North Sea vs Bahamas EEZ’s huge potential (updated 14/10/20)14 Oct 2020 05:25
North Sea: size c575.000Km2. First large commercial discoveries c1970. Over the last 50 years several majors and smaller oil/gas companies have earned a fortune. Royalties/taxes are earned by several countries predominantly UK/Norway. Norway’s sovereign wealth fund established in 1990 is approximately $1 TRILLION and owns 1.4% of the global stock market. A baby born today has the security of c$200,000 being invested by the State for h/er future welfare and pension.
The Bahamas EEZ: size c220,000 Km2. 40% the size of the whole North Sea. Population c400,000. Bristol has a larger population.
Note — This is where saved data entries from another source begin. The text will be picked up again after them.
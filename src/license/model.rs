//! License and license items.
//!
//! A [`LicenseBuilder`] is the editable form; [`LicenseBuilder::build`]
//! checks the items and produces an immutable [`License`]. Use
//! [`License::to_builder`] to derive an edited copy.

use crate::LicentiaError;
use chrono::{DateTime, NaiveDate, TimeZone, Utc};
use once_cell::sync::OnceCell;
use serde::{Deserialize, Serialize};
use std::collections::HashSet;

/// Selects the kind-specific validation applied to a license.
#[derive(Debug, Clone, PartialEq, Eq, Hash, Serialize, Deserialize)]
#[serde(rename_all = "camelCase")]
pub enum LicenseKind {
    /// Bound to a component fingerprint.
    Component,
    /// Bound to a machine fingerprint.
    Machine,
    /// Bound to a user identity.
    User,
    /// No binding.
    Unrestricted,
    /// Validated by a host-registered hook of this name.
    Custom(String),
}

/// The maximum license date, meaning "never".
pub fn max_utc_date() -> DateTime<Utc> {
    Utc.with_ymd_and_hms(9999, 12, 31, 0, 0, 0)
        .single()
        .unwrap_or(DateTime::<Utc>::MAX_UTC)
}

/// Truncate to midnight UTC.
pub fn utc_day(instant: DateTime<Utc>) -> DateTime<Utc> {
    instant
        .date_naive()
        .and_hms_opt(0, 0, 0)
        .map(|naive| Utc.from_utc_datetime(&naive))
        .unwrap_or(instant)
}

/// Format a license date as `YYYY/MM/DD`.
pub fn format_date(date: DateTime<Utc>) -> String {
    date.format("%Y/%m/%d").to_string()
}

/// Parse a `YYYY/MM/DD` license date; empty text is the max date.
pub fn parse_date(text: &str) -> Result<DateTime<Utc>, LicentiaError> {
    let text = text.trim();
    if text.is_empty() {
        return Ok(max_utc_date());
    }
    let date = NaiveDate::parse_from_str(text, "%Y/%m/%d")
        .map_err(|e| LicentiaError::ProtocolError(format!("Invalid date {:?}: {}", text, e)))?;
    date.and_hms_opt(0, 0, 0)
        .map(|naive| Utc.from_utc_datetime(&naive))
        .ok_or_else(|| LicentiaError::ProtocolError(format!("Invalid date {:?}", text)))
}

/// A named feature granted by a license.
#[derive(Debug, Clone, PartialEq, Eq, Serialize, Deserialize)]
#[serde(rename_all = "camelCase")]
pub struct LicenseItem {
    name: String,
    #[serde(default)]
    override_expiration_date: bool,
}

impl LicenseItem {
    /// Item that obeys the license expiration.
    pub fn new(name: impl Into<String>) -> Self {
        Self {
            name: name.into(),
            override_expiration_date: false,
        }
    }

    /// Item exempt from the license expiration.
    pub fn overriding_expiration(name: impl Into<String>) -> Self {
        Self {
            name: name.into(),
            override_expiration_date: true,
        }
    }

    /// Item name.
    pub fn name(&self) -> &str {
        &self.name
    }

    /// Whether the item ignores the license expiration.
    pub fn override_expiration_date(&self) -> bool {
        self.override_expiration_date
    }
}

/// Editable license.
#[derive(Debug, Clone, PartialEq, Eq)]
pub struct LicenseBuilder {
    kind: LicenseKind,
    id: String,
    category: String,
    product: String,
    company: String,
    user_name: String,
    user_company: String,
    data: String,
    expiration: DateTime<Utc>,
    upgrade_expiration: DateTime<Utc>,
    items: Vec<LicenseItem>,
}

impl LicenseBuilder {
    /// Start a license of the given kind with no expiration.
    pub fn new(kind: LicenseKind) -> Self {
        Self {
            kind,
            id: String::new(),
            category: String::new(),
            product: String::new(),
            company: String::new(),
            user_name: String::new(),
            user_company: String::new(),
            data: String::new(),
            expiration: max_utc_date(),
            upgrade_expiration: max_utc_date(),
            items: Vec::new(),
        }
    }

    /// Change the license kind.
    pub fn kind(mut self, kind: LicenseKind) -> Self {
        self.kind = kind;
        self
    }

    /// Set the license id.
    pub fn id(mut self, id: impl Into<String>) -> Self {
        self.id = id.into();
        self
    }

    /// Set the category (e.g. "Evaluation").
    pub fn category(mut self, category: impl Into<String>) -> Self {
        self.category = category.into();
        self
    }

    /// Set the licensed product name.
    pub fn product(mut self, product: impl Into<String>) -> Self {
        self.product = product.into();
        self
    }

    /// Set the issuing company.
    pub fn company(mut self, company: impl Into<String>) -> Self {
        self.company = company.into();
        self
    }

    /// Set the licensee name.
    pub fn user_name(mut self, user_name: impl Into<String>) -> Self {
        self.user_name = user_name.into();
        self
    }

    /// Set the licensee company.
    pub fn user_company(mut self, user_company: impl Into<String>) -> Self {
        self.user_company = user_company.into();
        self
    }

    /// Set the kind-specific validation payload.
    pub fn data(mut self, data: impl Into<String>) -> Self {
        self.data = data.into();
        self
    }

    /// Set the expiration, truncated to the UTC day.
    pub fn expiration(mut self, expiration: DateTime<Utc>) -> Self {
        self.expiration = utc_day(expiration);
        self
    }

    /// Set the upgrade expiration, truncated to the UTC day.
    pub fn upgrade_expiration(mut self, upgrade_expiration: DateTime<Utc>) -> Self {
        self.upgrade_expiration = utc_day(upgrade_expiration);
        self
    }

    /// Add an item.
    pub fn item(mut self, item: LicenseItem) -> Self {
        self.items.push(item);
        self
    }

    /// Add several items.
    pub fn items(mut self, items: impl IntoIterator<Item = LicenseItem>) -> Self {
        self.items.extend(items);
        self
    }

    /// Freeze into a [`License`].
    ///
    /// Item names must be non-empty and unique.
    pub fn build(self) -> Result<License, LicentiaError> {
        let mut seen = HashSet::new();
        for (index, item) in self.items.iter().enumerate() {
            if item.name.trim().is_empty() {
                return Err(LicentiaError::EmptyItemName { index });
            }
            if !seen.insert(item.name.as_str()) {
                return Err(LicentiaError::DuplicateItemName(item.name.clone()));
            }
        }

        Ok(License {
            fields: self,
            signed_string: None,
            kind_check: OnceCell::new(),
        })
    }
}

/// Immutable license.
#[derive(Debug, Clone)]
pub struct License {
    fields: LicenseBuilder,
    signed_string: Option<String>,
    kind_check: OnceCell<Option<String>>,
}

impl License {
    /// Editable copy of this license. The signature is not carried over.
    pub fn to_builder(&self) -> LicenseBuilder {
        self.fields.clone()
    }

    /// Kind of license.
    pub fn kind(&self) -> &LicenseKind {
        &self.fields.kind
    }

    /// License id.
    pub fn id(&self) -> &str {
        &self.fields.id
    }

    /// Category.
    pub fn category(&self) -> &str {
        &self.fields.category
    }

    /// Product name.
    pub fn product(&self) -> &str {
        &self.fields.product
    }

    /// Issuing company.
    pub fn company(&self) -> &str {
        &self.fields.company
    }

    /// Licensee name.
    pub fn user_name(&self) -> &str {
        &self.fields.user_name
    }

    /// Licensee company.
    pub fn user_company(&self) -> &str {
        &self.fields.user_company
    }

    /// Kind-specific validation payload.
    pub fn data(&self) -> &str {
        &self.fields.data
    }

    /// Expiration (UTC day). [`max_utc_date`] when unlimited.
    pub fn expiration(&self) -> DateTime<Utc> {
        self.fields.expiration
    }

    /// Last release date covered by the license.
    pub fn upgrade_expiration(&self) -> DateTime<Utc> {
        self.fields.upgrade_expiration
    }

    /// Items in declaration order.
    pub fn items(&self) -> &[LicenseItem] {
        &self.fields.items
    }

    /// Look up an item by name.
    pub fn item(&self, name: &str) -> Option<&LicenseItem> {
        self.fields.items.iter().find(|item| item.name == name)
    }

    /// Whether `now` is past the expiration.
    pub fn is_expired(&self, now: DateTime<Utc>) -> bool {
        now > self.fields.expiration
    }

    /// Signed text this license was loaded from or produced as.
    pub fn signed_string(&self) -> Option<&str> {
        self.signed_string.as_deref()
    }

    pub(crate) fn with_signed_string(mut self, signed: String) -> Self {
        self.signed_string = Some(signed);
        self
    }

    /// Run the kind-specific check once per license instance and reuse the
    /// result afterwards. `None` means the check passed.
    pub(crate) fn kind_check(&self, check: impl FnOnce() -> Option<String>) -> Option<String> {
        self.kind_check.get_or_init(check).clone()
    }
}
I’ve been to the Bahamas with my family and witnessed its beautiful Islands and wonderful people who have suffered two back to back disasters; a devastating hurricane and a global pandemic. They do not have a Norwegian type of sovereign wealth fund YET. In fact government debit is c100% of GDP…. C$10 billion. Yesterday it secured $600m in bond financing repayable in 12 years at a whopping 9% annual interest rate. BPC has the exclusive exploration rights to a chunk and the only player in town. Royalties: 25% max. Taxes: zero, zilch. Within 3 months it will have spent c$140m using some of the most advanced technology available, including a billion dollar state-of-the-art drill ship. [Above sources include: Wiki, BPC financial statements, RNSs, local newspapers]
Facts and opinions
1. If we find commercial quantities of oil at Percy-1, the markets at the time may deduce the Bahamas EEZ has the potential to becoming another North Sea. Or put more simply, ‘there’s gold in dem hills’. The SP and market cap will likely reflect this in addition to the Percy-1 NPV.
2. BPC has a 30 year license to extract any oil found. If substantial reserves are proven, it is likely a major will negotiate a farm-out or buy us out. A farm-out will likely produce substantial future dividends possibly more per year than today’s SP and enable BPC to go on a regional M&A shopping spree.
3. PoO is currently low and somewhat irrelevant in the overall picture. One of the advantages of anything being priced low, is the upside when it isn’t. Refer online to PoO since the 1973 oil crisis when PoO tripled and North sea oil came on tap.
4. To hedge a Percy-1 duster……ex-CERP assets have a huge potential to be worth substantially more than the £20m undiscounted net merger valuation, which today is reflected in the BPC SP at approx. 0.5p. Imminent news may effect this.
Key points: I am not aware of any public company with a similar low market cap with the same risk vs ROI profile. Pantheon (PANR) is the closest I can find with a £200m market cap. IMHO I believe BPC is very much undervalued. 2.5p SP? Market cap £100m inc £20m ex-CERP assets? Pleeeeeeeeeease give me a break! But that’s just my opinion. DYOR.